Records for this task:
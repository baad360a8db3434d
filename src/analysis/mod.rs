//! Dataset analysis pipeline
//!
//! This module handles:
//! - Frequency statistics over categorical fields
//! - Heuristic complexity scoring
//! - Insight generation
//! - Taxonomy classification
//! - Persisting results as JSON

mod insights;
mod report;
mod scoring;
mod stats;
mod taxonomy;

pub use insights::*;
pub use report::*;
pub use scoring::*;
pub use stats::*;
pub use taxonomy::*;

use crate::models::{Record, ScoredRecord};
use chrono::Utc;
use serde::{Deserialize, Serialize};
use tracing::info;

/// Everything one analysis run produces
#[derive(Debug, Clone, Serialize, Deserialize)]
pub struct AnalysisResults {
    pub statistics: StatisticsSummary,
    pub scored: Vec<ScoredRecord>,
    pub insights: AnalysisInsights,
    pub taxonomy: Taxonomy,
}

/// Run statistics, scoring, insights and taxonomy over loaded records
pub fn run_analysis(records: &[Record], high_threshold: f64) -> AnalysisResults {
    info!("Analyzing {} records", records.len());

    let statistics = basic_statistics(records);
    let scored = score_records(records);
    let lines = generate_insights(&statistics, &scored, high_threshold);
    let taxonomy = build_taxonomy(&scored);

    AnalysisResults {
        insights: AnalysisInsights {
            generated_at: Utc::now(),
            total_apps: statistics.total_apps,
            insights: lines,
        },
        statistics,
        scored,
        taxonomy,
    }
}
//! HTML text extraction and catalog card parsing

use super::normalize_whitespace;
use crate::models::{
    Record, FIELD_CATEGORY, FIELD_DESCRIPTION, FIELD_FEATURES, FIELD_ID, FIELD_INDUSTRY,
    FIELD_NAME, FIELD_SOURCE, FIELD_URL,
};
use scraper::{ElementRef, Html, Selector};
use std::collections::HashSet;
use url::Url;

/// Source label given to records extracted from the live catalog
pub const SCRAPE_SOURCE: &str = "catalog_scrape";

/// Elements whose text never reaches the reader
const HIDDEN_TAGS: [&str; 5] = ["script", "style", "noscript", "template", "head"];

/// Visible text of the document body, whitespace-normalized
pub fn visible_text(document: &Html) -> String {
    let root = Selector::parse("body")
        .ok()
        .and_then(|s| document.select(&s).next())
        .unwrap_or_else(|| document.root_element());

    let mut out = String::new();
    collect_text(root, &mut out);
    normalize_whitespace(&out)
}

fn collect_text(element: ElementRef<'_>, out: &mut String) {
    for child in element.children() {
        if let Some(el) = ElementRef::wrap(child) {
            let name = el.value().name();
            if !HIDDEN_TAGS.iter().any(|t| *t == name) {
                collect_text(el, out);
            }
        } else if let Some(text) = child.value().as_text() {
            out.push_str(text);
            out.push(' ');
        }
    }
}

/// Document `<title>`, if any
pub fn page_title(document: &Html) -> Option<String> {
    let selector = Selector::parse("title").ok()?;
    document
        .select(&selector)
        .next()
        .map(|e| normalize_whitespace(&e.text().collect::<String>()))
        .filter(|t| !t.is_empty())
}

/// Plain text rendering of raw HTML, used where no tree is kept around
pub fn plain_text(raw_html: &str) -> String {
    let text = html2text::from_read(raw_html.as_bytes(), 80).unwrap_or_default();
    normalize_whitespace(&text)
}

/// Text of the first descendant matching `selector`
fn first_text(element: &ElementRef<'_>, selector: &str) -> Option<String> {
    let selector = Selector::parse(selector).ok()?;
    element
        .select(&selector)
        .map(|e| normalize_whitespace(&e.text().collect::<String>()))
        .find(|t| !t.is_empty())
}

fn first_href(element: &ElementRef<'_>) -> Option<String> {
    if element.value().name() == "a" {
        if let Some(href) = element.value().attr("href") {
            return Some(href.to_string());
        }
    }
    let selector = Selector::parse("a[href]").ok()?;
    element
        .select(&selector)
        .next()
        .and_then(|a| a.value().attr("href"))
        .map(str::to_string)
}

/// Short stable id derived from a record's url or name
pub fn record_id(key: &str) -> String {
    blake3::hash(key.as_bytes()).to_hex().as_str()[..16].to_string()
}

/// Build a record from one catalog card element.
///
/// Returns `None` when no name can be found.
pub fn extract_candidate(element: &ElementRef<'_>, base: Option<&Url>) -> Option<Record> {
    let name = first_text(element, "h1, h2, h3, h4, h5, h6")
        .or_else(|| first_text(element, "[class*=\"title\"], [class*=\"name\"]"))
        .or_else(|| {
            element
                .value()
                .attr("title")
                .or_else(|| element.value().attr("aria-label"))
                .map(normalize_whitespace)
        })
        .filter(|n| !n.is_empty())?;

    let url = first_href(element)
        .map(|href| match base {
            Some(base) => base
                .join(&href)
                .map(|u| u.to_string())
                .unwrap_or(href),
            None => href,
        })
        .unwrap_or_default();

    let description = first_text(element, "p, [class*=\"description\"]").unwrap_or_default();
    let category = first_text(element, "[class*=\"category\"], [class*=\"tag\"]").unwrap_or_default();

    let id = record_id(if url.is_empty() { &name } else { &url });

    Some(
        Record::new()
            .with(FIELD_ID, id)
            .with(FIELD_NAME, name)
            .with(FIELD_URL, url)
            .with(FIELD_DESCRIPTION, description)
            .with(FIELD_CATEGORY, category)
            .with(FIELD_INDUSTRY, "")
            .with(FIELD_FEATURES, "")
            .with(FIELD_SOURCE, SCRAPE_SOURCE),
    )
}

/// Extract records from candidate elements, dropping unnamed and duplicate ones
pub fn extract_candidates(elements: &[ElementRef<'_>], page_url: &str) -> Vec<Record> {
    let base = Url::parse(page_url).ok();
    let mut seen = HashSet::new();

    elements
        .iter()
        .filter_map(|el| extract_candidate(el, base.as_ref()))
        .filter(|record| seen.insert(record.id().to_string()))
        .collect()
}

#[cfg(test)]
mod tests {
    use super::*;

    #[test]
    fn test_visible_text_skips_scripts() {
        let html = Html::parse_document(
            r#"<html><head><title>T</title><style>.a{}</style></head>
               <body><div id="root"></div><script>window.x = 1;</script></body></html>"#,
        );
        assert_eq!(visible_text(&html), "");
        assert_eq!(page_title(&html).as_deref(), Some("T"));
    }

    #[test]
    fn test_visible_text_keeps_content() {
        let html = Html::parse_document("<body><h1>Hello</h1><p>there   friend</p></body>");
        assert_eq!(visible_text(&html), "Hello there friend");
    }

    #[test]
    fn test_extract_candidate_fields() {
        let html = Html::parse_document(
            r#"<body><div class="template-card">
                 <a href="/templates/crm"><h3>Simple CRM</h3></a>
                 <p>Track leads and clients</p>
                 <span class="tag">Sales</span>
               </div></body>"#,
        );
        let selector = Selector::parse(".template-card").unwrap();
        let card = html.select(&selector).next().unwrap();
        let base = Url::parse("https://catalog.example/templates").unwrap();

        let record = extract_candidate(&card, Some(&base)).unwrap();
        assert_eq!(record.name(), "Simple CRM");
        assert_eq!(record.url(), "https://catalog.example/templates/crm");
        assert_eq!(record.description(), "Track leads and clients");
        assert_eq!(record.category(), "Sales");
        assert_eq!(record.field(FIELD_SOURCE), Some(SCRAPE_SOURCE));
        assert_eq!(record.id(), record_id("https://catalog.example/templates/crm"));
    }

    #[test]
    fn test_extract_candidates_dedupes_and_drops_unnamed() {
        let html = Html::parse_document(
            r#"<body>
                 <div class="card"><h2>One</h2></div>
                 <div class="card"><h2>One</h2></div>
                 <div class="card"><span>no heading</span></div>
               </body>"#,
        );
        let selector = Selector::parse(".card").unwrap();
        let cards: Vec<ElementRef> = html.select(&selector).collect();

        let records = extract_candidates(&cards, "https://catalog.example/");
        assert_eq!(records.len(), 1);
        assert_eq!(records[0].name(), "One");
        assert_eq!(records[0].url(), "");
    }

    #[test]
    fn test_record_id_is_stable() {
        assert_eq!(record_id("abc"), record_id("abc"));
        assert_eq!(record_id("abc").len(), 16);
        assert_ne!(record_id("abc"), record_id("abd"));
    }
}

Your task:
Look through the listing above and copy each line where the string "templates" occurs.

Output below:
                 <a href="/templates/crm"><h3>Simple CRM</h3></a>
        let base = Url::parse("https://catalog.example/templates").unwrap();
        assert_eq!(record.url(), "https://catalog.example/templates/crm");
        assert_eq!(record.id(), record_id("https://catalog.example/templates/crm"));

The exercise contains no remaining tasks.